This is what is both unique and strange about space: should a state fly a manned or unmanned aircraft over the airspace of another without permission, the state whose airspace is being violated, assuming all efforts to turn the aircraft around are exhausted, can legally shoot down that aircraft. The one caveat is that the aircraft remains no higher than 100 km (62 miles) in altitude – the Kármán Line – or the craft is then ‘in space.’ Under customary international law, states do not have the right to shoot down craft transiting outer space above another state. This custom has been true since Sputnik flew over outer space above the United States in the late 1950s. Subsequent launches by both the Soviet Union and the United States that transited outer space above the other state and the two major powers represented an implicit agreement not to shoot down competitors’ satellites.
The Outer Space Treaty bans orbiting nuclear weapons and weapons of mass destruction (WMDs) to prevent the militarization of space. What constitutes a weapon of mass destruction is ambiguous, hence, ‘weapons’ are not completely or definitively prohibited. The US Air Force’s unmanned space plane, for instance, can travel into space, maneuver over the space of another state, and has a cargo bay that can easily carry a weapon – including a nuclear weapon. China is developing a similar system that may be even more capable than the US space plane. Moreover, space assets can maneuver in space and ram another. Are such space satellites weapons? To date, they have not been called violations of the OST. Such weapons are likely to appear in space, or at least threaten space assets from the ground.
Space requires an enormous infrastructure of systems both on the land and in space. Each element is vulnerable to attack or interruption.
US Space Force’s Spacepower seems to be correct that space is contiguous with and similar to the air domain. Space is interconnected with the other military domains and thus will most likely also develop as a domain in which states compete militarily.
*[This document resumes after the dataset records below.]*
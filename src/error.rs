//! Crate-wide error type.
//!
//! Not-found conditions are kept apart from integrity failures so the HTTP
//! layer can answer 404 for the former and 500 for the latter.

use crate::types::{Hash256, OutPoint};

#[derive(Debug)]
pub enum ExplorerError {
    /// No transaction with this id is known to the node
    TransactionNotFound(Hash256),
    /// No block with this hash or height is known to the node
    BlockNotFound(String),
    /// Address is well-formed but the node has no activity for it
    NoTransactions(String),
    /// An input references an output the coin view cannot produce
    MissingPrevout { txid: Hash256, prevout: OutPoint },
    InvalidHash(String),
    Snapshot(String),
    Config(String),
    /// Failure reported by the node collaborator, passed through unchanged
    Node(String),
}

impl ExplorerError {
    pub fn is_not_found(&self) -> bool {
        matches!(
            self,
            ExplorerError::TransactionNotFound(_)
                | ExplorerError::BlockNotFound(_)
                | ExplorerError::NoTransactions(_)
        )
    }
}

impl std::fmt::Display for ExplorerError {
    fn fmt(&self, f: &mut std::fmt::Formatter) -> std::fmt::Result {
        match self {
            ExplorerError::TransactionNotFound(_) => write!(f, "Tx not found"),
            ExplorerError::BlockNotFound(_) => write!(f, "Block not found"),
            ExplorerError::NoTransactions(_) => write!(f, "No transactions on address"),
            ExplorerError::MissingPrevout { txid, prevout } => write!(
                f,
                "Missing previous output {}:{} of tx {}",
                prevout.txid, prevout.vout, txid
            ),
            ExplorerError::InvalidHash(s) => write!(f, "Invalid hash: {}", s),
            ExplorerError::Snapshot(s) => write!(f, "Snapshot error: {}", s),
            ExplorerError::Config(s) => write!(f, "Config error: {}", s),
            ExplorerError::Node(s) => write!(f, "Node error: {}", s),
        }
    }
}

impl std::error::Error for ExplorerError {}

impl From<std::io::Error> for ExplorerError {
    fn from(e: std::io::Error) -> Self {
        ExplorerError::Snapshot(e.to_string())
    }
}

impl From<serde_json::Error> for ExplorerError {
    fn from(e: serde_json::Error) -> Self {
        ExplorerError::Snapshot(e.to_string())
    }
}

impl From<config::ConfigError> for ExplorerError {
    fn from(e: config::ConfigError) -> Self {
        ExplorerError::Config(e.to_string())
    }
}
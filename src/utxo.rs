//! # UTXO Mapper
//!
//! Converts the node's unspent-output records into explorer UTXO entries
//! with a confirmation count taken against the current best height.
//!
//! Order of the input is preserved. Nothing is sorted or de-duplicated; a
//! coin listed twice by the node is listed twice here.

use bitcoin::network::constants::Network;
use serde::{Deserialize, Serialize};
use tracing::warn;

use crate::constants::is_chain_height;
use crate::metrics;
use crate::script_utils::classify_script;
use crate::types::{Coin, Hash256};
use crate::units::satoshi_to_coin;

#[derive(Serialize, Deserialize, Debug, Clone, PartialEq)]
pub struct UtxoEntry {
    pub address: Option<String>,
    pub txid: Hash256,
    pub vout: u32,
    #[serde(rename = "scriptPubKey")]
    pub script_pub_key: String,
    pub amount: f64,
    pub satoshis: i64,
    pub height: i32,
    pub confirmations: u32,
}

/// Confirmations of a coin created at `height`, 0 while it sits in the mempool
pub fn coin_confirmations(height: i32, best_height: i32) -> u32 {
    if !is_chain_height(height) {
        return 0;
    }
    (best_height - height + 1).max(0) as u32
}

/// Owner derived from the locking script.
///
/// The script is authoritative. When the node's record names a different
/// owner the disagreement is logged and counted, and the derived address
/// is reported. Scripts without an address fall back to the record.
fn resolve_owner(coin: &Coin, network: Network) -> Option<String> {
    let derived = classify_script(&coin.script_pubkey, network)
        .address()
        .map(str::to_string);

    match (&derived, &coin.address) {
        (Some(derived), Some(recorded)) if derived != recorded => {
            warn!(
                txid = %coin.txid,
                vout = coin.vout,
                derived = %derived,
                recorded = %recorded,
                "UTXO owner disagrees with its locking script"
            );
            metrics::increment_invariant_violations("utxo_address_mismatch");
        }
        _ => {}
    }

    derived.or_else(|| coin.address.clone())
}

pub fn map_utxos(coins: &[Coin], best_height: i32, network: Network) -> Vec<UtxoEntry> {
    coins
        .iter()
        .map(|coin| UtxoEntry {
            address: resolve_owner(coin, network),
            txid: coin.txid,
            vout: coin.vout,
            script_pub_key: hex::encode(&coin.script_pubkey),
            amount: satoshi_to_coin(coin.value),
            satoshis: coin.value,
            height: coin.height,
            confirmations: coin_confirmations(coin.height, best_height),
        })
        .collect()
}
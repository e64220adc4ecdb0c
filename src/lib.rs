//! rustyinsight: insight-api compatible block explorer service.
//!
//! Node data comes in through [`node::ChainSource`]; [`explorer::Explorer`]
//! runs the request flows and [`api::router`] exposes them over HTTP.

pub mod address;
pub mod api;
pub mod blocks;
pub mod config;
pub mod constants;
pub mod error;
pub mod explorer;
pub mod memory_node;
pub mod metrics;
pub mod node;
pub mod script_utils;
pub mod telemetry;
pub mod transactions;
pub mod types;
pub mod units;
pub mod utxo;

mod explorer_tests;
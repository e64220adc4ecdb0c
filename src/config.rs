pub use config::{Config, Environment, File as ConfigFile};
pub use once_cell::sync::OnceCell;

use bitcoin::network::constants::Network;

use crate::constants::DEFAULT_TX_PAGE_SIZE;
use crate::error::ExplorerError;
use crate::explorer::DEFAULT_RELAY_FEE_SAT;
use crate::script_utils::parse_network;
use crate::telemetry::TelemetryConfig;

static GLOBAL_CONFIG: OnceCell<Config> = OnceCell::new();

/// Environment overrides look like `RUSTYINSIGHT_SERVER__LISTEN=127.0.0.1:8080`
const ENV_PREFIX: &str = "RUSTYINSIGHT";

pub const DEFAULT_LISTEN: &str = "0.0.0.0:3000";
pub const DEFAULT_NETWORK: &str = "testnet";
pub const DEFAULT_SNAPSHOT_PATH: &str = "./data/snapshot.json";

/// Read `path` (optional) layered under the environment
pub fn load_config(path: &str) -> Result<Config, ExplorerError> {
    let config = Config::builder()
        .add_source(ConfigFile::with_name(path).required(false))
        .add_source(
            Environment::with_prefix(ENV_PREFIX)
                .prefix_separator("_")
                .separator("__"),
        )
        .build()?;
    Ok(config)
}

pub fn init_global_config(path: &str) -> Result<&'static Config, ExplorerError> {
    let config = load_config(path)?;
    GLOBAL_CONFIG
        .set(config)
        .map_err(|_| ExplorerError::Config("Config already set".to_string()))?;
    get_global_config()
}

pub fn get_global_config() -> Result<&'static Config, ExplorerError> {
    GLOBAL_CONFIG
        .get()
        .ok_or_else(|| ExplorerError::Config("Config not initialized".to_string()))
}

/// Typed view of the settings the service reads
#[derive(Debug, Clone, PartialEq)]
pub struct Settings {
    pub listen: String,
    pub network: Network,
    pub snapshot_path: String,
    pub tx_page_size: usize,
    pub relay_fee_sat: i64,
    pub telemetry: TelemetryConfig,
}

impl Settings {
    pub fn from_config(config: &Config) -> Result<Self, ExplorerError> {
        let listen = config
            .get_string("server.listen")
            .unwrap_or_else(|_| DEFAULT_LISTEN.to_string());

        let network_name = config
            .get_string("network.name")
            .unwrap_or_else(|_| DEFAULT_NETWORK.to_string());
        let network = parse_network(&network_name)
            .ok_or_else(|| ExplorerError::Config(format!("Unknown network: {}", network_name)))?;

        let snapshot_path = config
            .get_string("snapshot.path")
            .unwrap_or_else(|_| DEFAULT_SNAPSHOT_PATH.to_string());

        let tx_page_size = match config.get_int("api.tx_page_size") {
            Ok(size) if size > 0 => size as usize,
            Ok(size) => {
                return Err(ExplorerError::Config(format!(
                    "api.tx_page_size must be positive, got {}",
                    size
                )))
            }
            Err(_) => DEFAULT_TX_PAGE_SIZE,
        };

        let relay_fee_sat = config
            .get_int("api.relay_fee_sat")
            .unwrap_or(DEFAULT_RELAY_FEE_SAT);

        let defaults = TelemetryConfig::default();
        let telemetry = TelemetryConfig {
            log_level: config.get_string("logging.level").unwrap_or(defaults.log_level),
            log_format: config.get_string("logging.format").unwrap_or(defaults.log_format),
            log_file: config.get_string("logging.file").ok(),
            rotation: config.get_string("logging.rotation").unwrap_or(defaults.rotation),
        };

        Ok(Self {
            listen,
            network,
            snapshot_path,
            tx_page_size,
            relay_fee_sat,
            telemetry,
        })
    }
}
The OST explicitly clarifies the liability and international responsibility of states to keep space safe and at peace. Therefore, it is in a state’s best interest to conduct operations responsibly and monitor private sector initiatives. With rules and regulations, states need to consider the consequences of violations of the spirit and intent of the OST, which was clearly designed to dissuade bad intentions and prevent military escalation of competition among states in space. Of course, any treaty’s success is contingent upon trust and cooperation between states. Thus, it is imperative that the space states be open in their programs and deployments in space.
During times of conflict, however, OST terms may not apply to belligerent states, meaning OST provisions could be ineffective in armed conflict. Parts of the treaty may need to be updated to extend into wartime, or to address these non-WMD counter-satellite weapons, such as how the Law of Armed Conflict is applied to such weapons.
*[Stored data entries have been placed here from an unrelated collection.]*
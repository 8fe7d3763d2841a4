//! Output formatting and persistence for station traffic.
//!
//! Supports pretty-printed JSON, CSV append, and the display strings the
//! map frontend shows (tooltip text and wall-clock minute labels).

use anyhow::Result;
use std::fs::OpenOptions;
use std::path::Path;
use tracing::{debug, info};

use crate::model::StationTraffic;
use crate::traffic::TrafficSnapshot;
use csv::WriterBuilder;

/// Logs a snapshot as pretty-printed JSON.
pub fn print_json(snapshot: &TrafficSnapshot) -> Result<()> {
    info!("{}", serde_json::to_string_pretty(snapshot)?);
    Ok(())
}

/// Appends one row per station to a CSV file.
///
/// Creates the file with headers if it does not already exist.
pub fn append_records(path: &str, stations: &[StationTraffic]) -> Result<()> {
    let file_exists = Path::new(path).exists();
    debug!(path, file_exists, "Appending CSV records");

    let file = OpenOptions::new().append(true).create(true).open(path)?;

    let mut writer = WriterBuilder::new()
        .has_headers(!file_exists) // IMPORTANT when appending
        .from_writer(file);

    for station in stations {
        writer.serialize(station)?;
    }
    writer.flush()?;

    Ok(())
}

/// Renders a minute of day as a short wall-clock label, e.g. `8:05 AM`.
pub fn format_minute(minute: u16) -> String {
    let hour24 = minute / 60;
    let min = minute % 60;
    let (hour12, meridiem) = match hour24 {
        0 => (12, "AM"),
        1..=11 => (hour24, "AM"),
        12 => (12, "PM"),
        _ => (hour24 - 12, "PM"),
    };
    format!("{}:{:02} {}", hour12, min, meridiem)
}

/// The per-station tooltip line shown on hover.
pub fn tooltip_line(station: &StationTraffic) -> String {
    format!(
        "{} trips ({} departures, {} arrivals)",
        station.total_traffic, station.departures, station.arrivals
    )
}
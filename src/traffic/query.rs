//! Query facade tying the window filter and the aggregator together.

use serde::Serialize;
use tracing::debug;

use crate::model::{Station, StationTraffic};
use crate::traffic::aggregate::compute_station_traffic;
use crate::traffic::index::TripIndex;
use crate::traffic::window::{TimeFilter, filter_by_minute};

/// Which radius range the rendering layer should apply. The whole-day view
/// spans a much wider traffic range than a 2-hour window, so filtered
/// queries get a larger minimum and maximum radius to keep circles visible.
#[derive(Debug, Clone, Copy, PartialEq, Eq, Serialize)]
#[serde(rename_all = "snake_case")]
pub enum ScaleHint {
    Unfiltered,
    Filtered,
}

impl ScaleHint {
    /// Suggested `[min, max]` circle radius in pixels for a sqrt scale over
    /// `total_traffic`.
    pub fn radius_range(self) -> (f64, f64) {
        match self {
            ScaleHint::Unfiltered => (0.0, 25.0),
            ScaleHint::Filtered => (3.0, 50.0),
        }
    }
}

/// Result of one traffic query: every station annotated under the given
/// filter, plus the display-scale hint derived from it.
#[derive(Debug, Serialize)]
pub struct TrafficSnapshot {
    pub stations: Vec<StationTraffic>,
    pub scale_hint: ScaleHint,
}

impl TrafficSnapshot {
    /// Sum of `total_traffic` over all stations.
    pub fn system_total(&self) -> u64 {
        self.stations.iter().map(|s| s.total_traffic as u64).sum()
    }
}

/// Owns the station list and the built trip index, and answers time-filter
/// queries against them.
///
/// `query` is a pure function of its filter: the index and station list are
/// immutable after construction and every call returns a fresh snapshot, so
/// rapid repeated queries (a dragged slider) are safe and deterministic.
pub struct TrafficEngine {
    stations: Vec<Station>,
    index: TripIndex,
}

impl TrafficEngine {
    pub fn new(stations: Vec<Station>, index: TripIndex) -> TrafficEngine {
        TrafficEngine { stations, index }
    }

    pub fn stations(&self) -> &[Station] {
        &self.stations
    }

    pub fn trip_count(&self) -> usize {
        self.index.trip_count()
    }

    /// Recomputes per-station traffic for one time filter.
    pub fn query(&self, filter: TimeFilter) -> TrafficSnapshot {
        let departure_candidates = filter_by_minute(self.index.departures_by_minute(), filter);
        let arrival_candidates = filter_by_minute(self.index.arrivals_by_minute(), filter);

        debug!(
            ?filter,
            departure_candidates = departure_candidates.len(),
            arrival_candidates = arrival_candidates.len(),
            "Traffic query"
        );

        let stations =
            compute_station_traffic(&self.stations, &departure_candidates, &arrival_candidates);

        let scale_hint = match filter {
            TimeFilter::All => ScaleHint::Unfiltered,
            TimeFilter::Around(_) => ScaleHint::Filtered,
        };

        TrafficSnapshot {
            stations,
            scale_hint,
        }
    }
}
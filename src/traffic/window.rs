//! Sliding time-of-day window over the minute buckets.

use anyhow::{Result, bail};

use crate::model::{MINUTES_PER_DAY, Trip};

/// Half-width of the query window, in minutes, on each side of the center.
pub const WINDOW_HALF_WIDTH: u16 = 60;

/// External sentinel meaning "no time filter".
pub const NO_FILTER: i32 = -1;

/// Time-of-day selection for a traffic query: either the whole day, or a
/// ±60-minute window centered on one minute.
#[derive(Debug, Clone, Copy, PartialEq, Eq)]
pub enum TimeFilter {
    All,
    Around(u16),
}

impl TimeFilter {
    /// Validates a raw slider value: `-1` means no filter, anything else
    /// must be a minute of day in `0..1440`.
    ///
    /// # Errors
    ///
    /// Returns an error for values outside `{-1} ∪ [0, 1439]`; callers are
    /// expected to clamp UI input before calling.
    pub fn from_raw(value: i32) -> Result<TimeFilter> {
        match value {
            NO_FILTER => Ok(TimeFilter::All),
            m if (0..MINUTES_PER_DAY as i32).contains(&m) => Ok(TimeFilter::Around(m as u16)),
            other => bail!("time filter {} out of range (-1 or 0..=1439)", other),
        }
    }
}

/// Flattens the buckets selected by `filter` into one trip list.
///
/// With [`TimeFilter::All`] this is the concatenation of all 1440 slots in
/// slot order, intra-slot order preserved. With [`TimeFilter::Around`] the
/// window is the half-open minute range `[center - 60, center + 60)`,
/// wrapping across midnight when needed.
pub fn filter_by_minute(buckets: &[Vec<Trip>], filter: TimeFilter) -> Vec<Trip> {
    match filter {
        TimeFilter::All => buckets.iter().flatten().cloned().collect(),
        TimeFilter::Around(center) => {
            let len = MINUTES_PER_DAY;
            let min = (center as usize + len - WINDOW_HALF_WIDTH as usize) % len;
            let max = (center as usize + WINDOW_HALF_WIDTH as usize) % len;

            if min > max {
                // Window spans midnight: [min, 1440) then [0, max).
                buckets[min..]
                    .iter()
                    .chain(buckets[..max].iter())
                    .flatten()
                    .cloned()
                    .collect()
            } else {
                buckets[min..max].iter().flatten().cloned().collect()
            }
        }
    }
}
Despite its flaws, the OST provides a vision for all states – at least that space should not be a domain where WMDs can stay aloft and threaten other states continuously. The vision of the OST was for space to be different – something that would eliminate the political differences among the states on Earth and draw them into a collective goal of economic and technical development and progress into our solar system. This intent seems still relevant and important today. The spirit of the Outer Space Treaty survives, despite the emerging threats to its provisions.
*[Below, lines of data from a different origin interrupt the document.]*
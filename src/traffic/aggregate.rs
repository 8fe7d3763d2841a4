//! Per-station traffic rollup over a filtered trip set.

use std::collections::HashMap;

use crate::model::{Station, StationTraffic, Trip};

/// Counts trips per station identifier. Missing identifiers read as 0.
fn rollup<'a>(trips: &'a [Trip], key: impl Fn(&'a Trip) -> &'a str) -> HashMap<&'a str, u32> {
    let mut counts: HashMap<&str, u32> = HashMap::new();
    for trip in trips {
        *counts.entry(key(trip)).or_insert(0) += 1;
    }
    counts
}

/// Annotates every station with departure and arrival counts drawn from the
/// two candidate trip sets.
///
/// Departure candidates are grouped by their start station, arrival
/// candidates by their end station. A station absent from both groupings
/// gets all-zero counts; trips referencing a station id not in `stations`
/// are silently dropped. The output preserves the size and order of the
/// input station list, and `total_traffic` is always
/// `departures + arrivals`.
pub fn compute_station_traffic(
    stations: &[Station],
    departure_trips: &[Trip],
    arrival_trips: &[Trip],
) -> Vec<StationTraffic> {
    let departures = rollup(departure_trips, |t| t.start_station_id.as_str());
    let arrivals = rollup(arrival_trips, |t| t.end_station_id.as_str());

    stations
        .iter()
        .map(|station| {
            let id = station.short_name.as_str();
            let departures = departures.get(id).copied().unwrap_or(0);
            let arrivals = arrivals.get(id).copied().unwrap_or(0);

            StationTraffic {
                short_name: station.short_name.clone(),
                name: station.name.clone(),
                lon: station.lon,
                lat: station.lat,
                departures,
                arrivals,
                total_traffic: departures + arrivals,
            }
        })
        .collect()
}
//! Minute-bucketed traffic aggregation.
//!
//! Trips are indexed once into 1440 minute-of-day buckets (separately by
//! start and end minute), then each query slides a circular ±60-minute
//! window over the buckets and rolls the surviving trips up into
//! per-station departure/arrival counts.

pub mod aggregate;
pub mod index;
pub mod query;
pub mod window;

pub use index::TripIndex;
pub use query::{ScaleHint, TrafficEngine, TrafficSnapshot};
pub use window::{NO_FILTER, TimeFilter};
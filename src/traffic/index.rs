//! Minute-of-day bucket index over the trip set.

use crate::model::{MINUTES_PER_DAY, Trip};
use tracing::info;

/// Trips bucketed by minute of day, once by start minute (departures) and
/// once by end minute (arrivals).
///
/// The index is built once per dataset and is read-only afterwards: `build`
/// consumes its input and there is no append API, so re-indexing always
/// means rebuilding from scratch. Every ingested trip appears in exactly
/// one departure slot and exactly one arrival slot.
#[derive(Debug)]
pub struct TripIndex {
    departures_by_minute: Vec<Vec<Trip>>,
    arrivals_by_minute: Vec<Vec<Trip>>,
    trip_count: usize,
}

impl TripIndex {
    /// Buckets the full trip set by start and end minute.
    pub fn build(trips: Vec<Trip>) -> TripIndex {
        let mut departures_by_minute: Vec<Vec<Trip>> = vec![Vec::new(); MINUTES_PER_DAY];
        let mut arrivals_by_minute: Vec<Vec<Trip>> = vec![Vec::new(); MINUTES_PER_DAY];
        let trip_count = trips.len();

        for trip in trips {
            arrivals_by_minute[trip.end_minute as usize].push(trip.clone());
            departures_by_minute[trip.start_minute as usize].push(trip);
        }

        info!(trip_count, "Trip index built");

        TripIndex {
            departures_by_minute,
            arrivals_by_minute,
            trip_count,
        }
    }

    /// Departure buckets, indexed by start minute. Length is always 1440.
    pub fn departures_by_minute(&self) -> &[Vec<Trip>] {
        &self.departures_by_minute
    }

    /// Arrival buckets, indexed by end minute. Length is always 1440.
    pub fn arrivals_by_minute(&self) -> &[Vec<Trip>] {
        &self.arrivals_by_minute
    }

    /// Number of trips ingested into the index.
    pub fn trip_count(&self) -> usize {
        self.trip_count
    }
}
//! # Schedule defaults.
//!
//! Provides [`Config`], shared defaults for schedules built in one place.
//!
//! Config is used in two ways:
//! 1. **Option defaults**: `ScheduleOptions::with_defaults(&config)`
//! 2. **Bus sizing**: `Bus::from_config(&config)`
//!
//! ## Sentinel values
//! - `delay = 0s` → no delay configured
//! - `timeout = 0s` → no overall timeout
//! - `bus_capacity = 0` → clamped to 1

use std::time::Duration;

/// Defaults applied to schedules created from this config.
///
/// ## Field semantics
/// - `delay`: constant delay before each call (`0s` = none)
/// - `timeout`: overall deadline for each run (`0s` = none)
/// - `bus_capacity`: event bus ring buffer size (min 1)
///
/// ## Notes
/// Fields are public; prefer the accessors to avoid sprinkling sentinel checks.
#[derive(Clone, Debug)]
pub struct Config {
    /// Default constant delay before each call.
    pub delay: Duration,

    /// Default overall run timeout.
    pub timeout: Duration,

    /// Capacity of the event bus broadcast channel ring buffer.
    ///
    /// Receivers that lag behind more than `bus_capacity` events observe `Lagged`.
    pub bus_capacity: usize,
}

impl Config {
    /// Returns the default delay as an `Option`.
    #[inline]
    pub fn default_delay(&self) -> Option<Duration> {
        if self.delay == Duration::ZERO {
            None
        } else {
            Some(self.delay)
        }
    }

    /// Returns the default run timeout as an `Option`.
    #[inline]
    pub fn default_timeout(&self) -> Option<Duration> {
        if self.timeout == Duration::ZERO {
            None
        } else {
            Some(self.timeout)
        }
    }

    /// Returns a bus capacity clamped to a minimum of 1.
    #[inline]
    pub fn bus_capacity_clamped(&self) -> usize {
        self.bus_capacity.max(1)
    }
}

impl Default for Config {
    /// Default configuration:
    ///
    /// - `delay = 0s` (call immediately)
    /// - `timeout = 0s` (no deadline)
    /// - `bus_capacity = 1024`
    fn default() -> Self {
        Self {
            delay: Duration::ZERO,
            timeout: Duration::ZERO,
            bus_capacity: 1024,
        }
    }
}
Cooperation between private sector initiatives and state interests drive development in space. Without impacting their own interests, states want to limit regulations on private sector initiatives to gain economic advantage in space. Both states and the private sector have recognized space as a major economic interest.
In contrast to advancing military competition in space, the Artemis Accords were recently introduced by NASA in October of 2020 to gauge interest among states on a new project to return humans to the moon by 2024 and establish a crewed lunar base by 2030. The project is grounded in the OST and is meant to promote peaceful space exploration, with the goal to “establish a common vision via a practical set of principles, guidelines, and best practices to enhance the governance of the civil exploration and use of outer space with the intention of advancing the Artemis Program.” As of March 6, 2022, there are sixteen participants. However, neither China or Russia has supported the initiative.
NASA is prohibited from cooperating with China without special approval from Congress due to the Wolf Amendment of 2011. However, there is a more important reason for China’s lack of cooperation. China is investing heavily in space and remains competitive with the United States and determined to advance its presence and capabilities in space. China has neither embraced the Artemis Accords nor advanced any similar international agreement.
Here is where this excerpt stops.